第49話 救援
「おい! 何をしている!?」
その鋭い声と共に僕に対する攻撃が止む。
顔を上げて声のした方を見ると怒りの表情の及川と信じられなさそうに口を覆っている姫神さんと、無表情の黒城さん。
このまま倒れてても良かったけど、それは僕のプライドが許さない。
少しでも、3人に相応しい自分でありたいという願う僕の心が僅かな動きでも鋭い痛みに苛む僕の体を動かした。
「お、及川君」
「こ、これは」
狼狽している元取り巻き達をしり目に僕は壁に背を預けて一言。
「やあ、遅れることを伝えられなくて悪いね」
多分、これが僕の中でこの場で格好良いと思えるセリフ。
……うん、ごめん。
だから黒城さん、怖いからますます目を細めないで。
「時宮君、大丈夫?」
優しい姫神さんは僕のそばにまで駆け寄って僕の状態を確かめてくれる。
「ん、大丈夫。
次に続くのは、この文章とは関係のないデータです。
// Copyright 2021 System76 <info@system76.com>
// SPDX-License-Identifier: LGPL-3.0-only

//! Tool invocations that create, label, migrate and scan filesystems.

use crate::command::ToolCommand;
use crate::errors::{OperationError, Result};
use crate::fs_types::{FilesystemType, FsFlavor};
use std::path::Path;

/// Commands which create a `kind` filesystem on `device`, in order.
///
/// Kinds whose on-disk signature is written by the device layers (RAID members,
/// physical volumes) need no commands.
pub fn format_commands(
    kind: &FilesystemType,
    device: &Path,
    label: Option<&str>,
) -> Result<Vec<ToolCommand>> {
    if !kind.formattable() {
        return Err(OperationError::Invariant(format!(
            "{} filesystems cannot be formatted",
            kind.name
        )));
    }

    let commands = match kind.flavor {
        FsFlavor::Ext2 | FsFlavor::Ext3 | FsFlavor::Ext4 => vec![
            ToolCommand::new("mke2fs")
                .args(&["-t", &kind.name])
                .path_arg(device),
            ToolCommand::new("tune2fs")
                .args(&["-c0", "-i0", "-O", "dir_index"])
                .path_arg(device),
        ],
        FsFlavor::Reiserfs => vec![ToolCommand::new("mkreiserfs")
            .args(&["-f", "-f"])
            .path_arg(device)],
        FsFlavor::Xfs => vec![ToolCommand::new("mkfs.xfs").arg("-f").path_arg(device)],
        FsFlavor::Jfs => vec![ToolCommand::new("mkfs.jfs").arg("-q").path_arg(device)],
        FsFlavor::Gfs2 => vec![ToolCommand::new("mkfs.gfs2")
            .args(&["-j", "1", "-p", "lock_nolock", "-O"])
            .path_arg(device)],
        FsFlavor::Vfat | FsFlavor::Efi => vec![ToolCommand::new("mkdosfs").path_arg(device)],
        FsFlavor::Hfs => vec![ToolCommand::new("hformat").path_arg(device)],
        FsFlavor::AppleBootstrap => vec![ToolCommand::new("hformat")
            .args(&["-l", "bootstrap"])
            .path_arg(device)],
        FsFlavor::Swap => {
            let mut command = ToolCommand::new("mkswap").arg("-v1");
            if let Some(label) = label {
                command = command.args(&["-L", label]);
            }
            vec![command.path_arg(device)]
        }
        // The boot loader installer writes the PReP partition directly.
        FsFlavor::PrepBoot | FsFlavor::RaidMember | FsFlavor::PhysicalVolume => Vec::new(),
        _ => {
            return Err(OperationError::Invariant(format!(
                "no format tool is known for {}",
                kind.name
            )))
        }
    };

    Ok(commands)
}

/// Command which writes `label` onto an existing `kind` filesystem.
pub fn label_command(kind: &FilesystemType, device: &Path, label: &str) -> Option<ToolCommand> {
    let command = match kind.flavor {
        FsFlavor::Ext2 | FsFlavor::Ext3 | FsFlavor::Ext4 => {
            ToolCommand::new("e2label").path_arg(device).arg(label)
        }
        FsFlavor::Xfs => ToolCommand::new("xfs_db")
            .args(&["-x", "-c"])
            .arg(format!("label {}", label))
            .path_arg(device),
        FsFlavor::Jfs => ToolCommand::new("jfs_tune")
            .args(&["-L", label])
            .path_arg(device),
        FsFlavor::Vfat | FsFlavor::Efi => {
            ToolCommand::new("dosfslabel").path_arg(device).arg(label)
        }
        FsFlavor::Reiserfs => ToolCommand::new("reiserfstune")
            .args(&["--label", label])
            .path_arg(device),
        _ => return None,
    };

    Some(command)
}

/// Command which upgrades `from` to `to` in place, keeping its data.
pub fn migrate_command(from: &FilesystemType, to: &FilesystemType, device: &Path) -> Result<ToolCommand> {
    let command = match (from.flavor, to.flavor) {
        (FsFlavor::Ext2, FsFlavor::Ext3) => ToolCommand::new("tune2fs").arg("-j").path_arg(device),
        (FsFlavor::Ext3, FsFlavor::Ext4) => ToolCommand::new("tune2fs")
            .args(&["-O", "extents,uninit_bg,dir_index"])
            .path_arg(device),
        _ => {
            return Err(OperationError::Invariant(format!(
                "{} cannot be migrated to {}",
                from.name, to.name
            )))
        }
    };

    Ok(command)
}

pub fn journal_probe(device: &Path) -> ToolCommand {
    ToolCommand::new("dumpe2fs").arg("-h").path_arg(device)
}

/// Whether a `dumpe2fs -h` listing includes a journal among its features.
pub fn has_journal(dumpe2fs: &str) -> bool {
    dumpe2fs
        .lines()
        .filter_map(|line| line.strip_prefix("Filesystem features:"))
        .any(|features| features.split_whitespace().any(|f| f == "has_journal"))
}

pub fn badblocks_command(device: &Path) -> ToolCommand {
    ToolCommand::new("badblocks").arg("-vv").path_arg(device)
}

/// Reads the final tally of a `badblocks -vv` run.
pub fn bad_block_count(output: &str) -> Option<u64> {
    output.lines().rev().find_map(|line| {
        let rest = line.trim().strip_prefix("Pass completed, ")?;
        rest.split_whitespace().next()?.parse().ok()
    })
}

#[cfg(test)]
mod tests {
    use super::*;
    use crate::fs_types::FilesystemTypeRegistry;

    fn lines(commands: &[ToolCommand]) -> Vec<String> {
        commands.iter().map(ToString::to_string).collect()
    }

    #[test]
    fn ext_filesystems_are_tuned() {
        let registry = FilesystemTypeRegistry::builtin();
        let ext3 = registry.get("ext3").unwrap();
        let commands = format_commands(ext3, Path::new("/dev/sda1"), None).unwrap();
        assert_eq!(
            lines(&commands),
            vec!["mke2fs -t ext3 /dev/sda1", "tune2fs -c0 -i0 -O dir_index /dev/sda1"]
        );
    }

    #[test]
    fn swap_labels_are_written_by_mkswap() {
        let registry = FilesystemTypeRegistry::builtin();
        let swap = registry.get("swap").unwrap();
        let commands = format_commands(swap, Path::new("/dev/sda2"), Some("SWAP-sda2")).unwrap();
        assert_eq!(lines(&commands), vec!["mkswap -v1 -L SWAP-sda2 /dev/sda2"]);
        assert!(label_command(swap, Path::new("/dev/sda2"), "x").is_none());
    }

    #[test]
    fn unformattable_kinds_are_rejected() {
        let registry = FilesystemTypeRegistry::builtin();
        let vg = registry.get("volume group (LVM)").unwrap();
        match format_commands(vg, Path::new("/dev/VolGroup00"), None) {
            Err(OperationError::Invariant(_)) => (),
            other => panic!("expected an invariant violation, got {:?}", other),
        }
    }

    #[test]
    fn label_tools() {
        let registry = FilesystemTypeRegistry::builtin();
        let device = Path::new("/dev/sdb1");
        let label = |name: &str| {
            label_command(registry.get(name).unwrap(), device, "/home").map(|c| c.to_string())
        };

        assert_eq!(label("ext4").unwrap(), "e2label /dev/sdb1 /home");
        assert_eq!(label("xfs").unwrap(), "xfs_db -x -c label /home /dev/sdb1");
        assert_eq!(label("jfs").unwrap(), "jfs_tune -L /home /dev/sdb1");
        assert_eq!(label("vfat").unwrap(), "dosfslabel /dev/sdb1 /home");
        assert!(label("gfs2").is_none());
    }

    #[test]
    fn migrations() {
        let registry = FilesystemTypeRegistry::builtin();
        let ext2 = registry.get("ext2").unwrap();
        let ext3 = registry.get("ext3").unwrap();
        let ext4 = registry.get("ext4").unwrap();
        let device = Path::new("/dev/sda3");

        assert_eq!(migrate_command(ext2, ext3, device).unwrap().to_string(), "tune2fs -j /dev/sda3");
        assert_eq!(
            migrate_command(ext3, ext4, device).unwrap().to_string(),
            "tune2fs -O extents,uninit_bg,dir_index /dev/sda3"
        );
        assert!(migrate_command(ext2, ext4, device).is_err());
    }

    #[test]
    fn output_parsing() {
        let dump = "Filesystem volume name:   <none>\nFilesystem features:      has_journal ext_attr resize_inode\n";
        assert!(has_journal(dump));
        assert!(!has_journal("Filesystem features:      ext_attr resize_inode\n"));

        let scan = "Checking blocks 0 to 1048575\nChecking for bad blocks (read-only test): done\nPass completed, 3 bad blocks found. (3/0/0 errors)\n";
        assert_eq!(bad_block_count(scan), Some(3));
        assert_eq!(bad_block_count("nothing useful"), None);
    }
}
骨は折れてない」
滅茶苦茶痛いけどね。
骨折とか洒落ならない事態は回避できたと思う。
「とりあえず救急車を呼んでおいたわ」
スマホ片手に黒城さんがそう告げる。
学校に相談もせず即救急車か。
相変わらず学校の面子とかを一切気にしないね。
「お前ら……」
と、ここで及川の纏う空気が尋常でないことに気付く。
これ、放置してたら後々面倒くさいことになりそうな気がする。
どうしようかな。
実際、少し動かすのも痛いしもし僕の予感が外れたら単に僕が痛いだけで終わる。
南無妙法蓮華経、南無妙法蓮華経、南無妙法蓮華経。
困ったときはご本尊様に決めてもらうのが今の僕の心情。
胸中唱題した結果、保険をうっておくことに決める。
「いつつ……及川君。ストップストップ」
僕は及川と元取り巻き達の間に割り込む形で立つ。
「及川君。その握りしめた拳は何かな?」
「っ」
無意識だったのだろうか。
反射的に及川が右手の力を緩める。
「行くわよ」
「私はあまりやってないわよ」
及川の怒気が緩まった瞬間、彼らは脱兎のごとく逃げ出した。
彼らをしり目に僕は及川をなだめる。
「何をしようとしているのか僕は知らないけど、暴力は駄目だよ。なぐったら面倒なことになる」
確か校則では喧嘩両成敗だった。
「そうね。時宮君の言う通り。及川君、貴方はこの場所からすぐに離れて」
意外にも黒城さんが僕のサポートに回る。
「黒城さん。けど……」
「及川君。貴方は人気者だしサッカー部のキャプテンでもある。時宮君の付き添いは姫神さんが。事情説明は私がやるから貴方は傍観者でありなさい」
どうやら黒城さんは及川を部外者にしたいようだ。
一体何故そんなことをするのかな?
もしかして元取り巻き達をコントロールするために及川の安全を保障したのかな?
あー、体が痛い。
これ以上考えるのはしんどい。
僕は足の力が抜け、その場にへたり込む。
救急車が来るまで横になってしまおうかと思った瞬間、僕の頭に何か柔らかい者に包まれた。
「姫神さん……」
どうやら姫神さんが膝枕をしているらしい。
「ごめんなさい、時宮君。私のせいで」
本来なら凄い嬉しいのに姫神さんが泣いているから居心地が悪い。
何か、今の姫神さんに対して何か良い言葉を掛けられないかな?
南無妙法蓮華経、南無妙法蓮華経、南無妙法蓮華経
胸中唱題しても出てこなかったので僕は黙ってハンカチを出して姫神さんの涙を拭きとった。